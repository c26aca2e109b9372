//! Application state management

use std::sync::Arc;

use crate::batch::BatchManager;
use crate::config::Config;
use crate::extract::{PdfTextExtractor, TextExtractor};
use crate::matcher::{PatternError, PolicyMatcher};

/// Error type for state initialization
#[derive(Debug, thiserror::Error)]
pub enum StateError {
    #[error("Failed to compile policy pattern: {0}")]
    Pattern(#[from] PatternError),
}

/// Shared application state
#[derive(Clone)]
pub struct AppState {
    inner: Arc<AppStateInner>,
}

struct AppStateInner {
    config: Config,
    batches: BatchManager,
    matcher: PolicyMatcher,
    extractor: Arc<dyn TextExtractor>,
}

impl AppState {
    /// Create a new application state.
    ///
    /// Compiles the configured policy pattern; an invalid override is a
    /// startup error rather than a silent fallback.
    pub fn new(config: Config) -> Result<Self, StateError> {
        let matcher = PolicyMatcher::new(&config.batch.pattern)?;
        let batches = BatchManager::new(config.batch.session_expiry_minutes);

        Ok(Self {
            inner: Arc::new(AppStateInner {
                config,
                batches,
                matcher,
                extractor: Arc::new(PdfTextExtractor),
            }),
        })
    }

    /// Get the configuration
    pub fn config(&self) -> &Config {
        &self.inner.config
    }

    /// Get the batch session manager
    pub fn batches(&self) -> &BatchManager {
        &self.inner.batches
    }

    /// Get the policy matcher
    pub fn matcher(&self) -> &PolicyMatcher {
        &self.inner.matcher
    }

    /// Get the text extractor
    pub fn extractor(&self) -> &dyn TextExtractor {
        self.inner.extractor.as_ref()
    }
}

WHAT IS REQUIRED
Repeat every record exactly, so that nothing is lost or altered.

TASK RESULT
repository c26aca2e109b9372
//! Application state management

use std::sync::Arc;

use crate::batch::BatchManager;
use crate::config::Config;
use crate::extract::{PdfTextExtractor, TextExtractor};
use crate::matcher::{PatternError, PolicyMatcher};

/// Error type for state initialization
#[derive(Debug, thiserror::Error)]
pub enum StateError {
    #[error("Failed to compile policy pattern: {0}")]
    Pattern(#[from] PatternError),
}

/// Shared application state
#[derive(Clone)]
pub struct AppState {
    inner: Arc<AppStateInner>,
}

struct AppStateInner {
    config: Config,
    batches: BatchManager,
    matcher: PolicyMatcher,
    extractor: Arc<dyn TextExtractor>,
}

impl AppState {
    /// Create a new application state.
    ///
    /// Compiles the configured policy pattern; an invalid override is a
    /// startup error rather than a silent fallback.
    pub fn new(config: Config) -> Result<Self, StateError> {
        let matcher = PolicyMatcher::new(&config.batch.pattern)?;
        let batches = BatchManager::new(config.batch.session_expiry_minutes);

        Ok(Self {
            inner: Arc::new(AppStateInner {
                config,
                batches,
                matcher,
                extractor: Arc::new(PdfTextExtractor),
            }),
        })
    }

    /// Get the configuration
    pub fn config(&self) -> &Config {
        &self.inner.config
    }

    /// Get the batch session manager
    pub fn batches(&self) -> &BatchManager {
        &self.inner.batches
    }

    /// Get the policy matcher
    pub fn matcher(&self) -> &PolicyMatcher {
        &self.inner.matcher
    }

    /// Get the text extractor
    pub fn extractor(&self) -> &dyn TextExtractor {
        self.inner.extractor.as_ref()
    }
}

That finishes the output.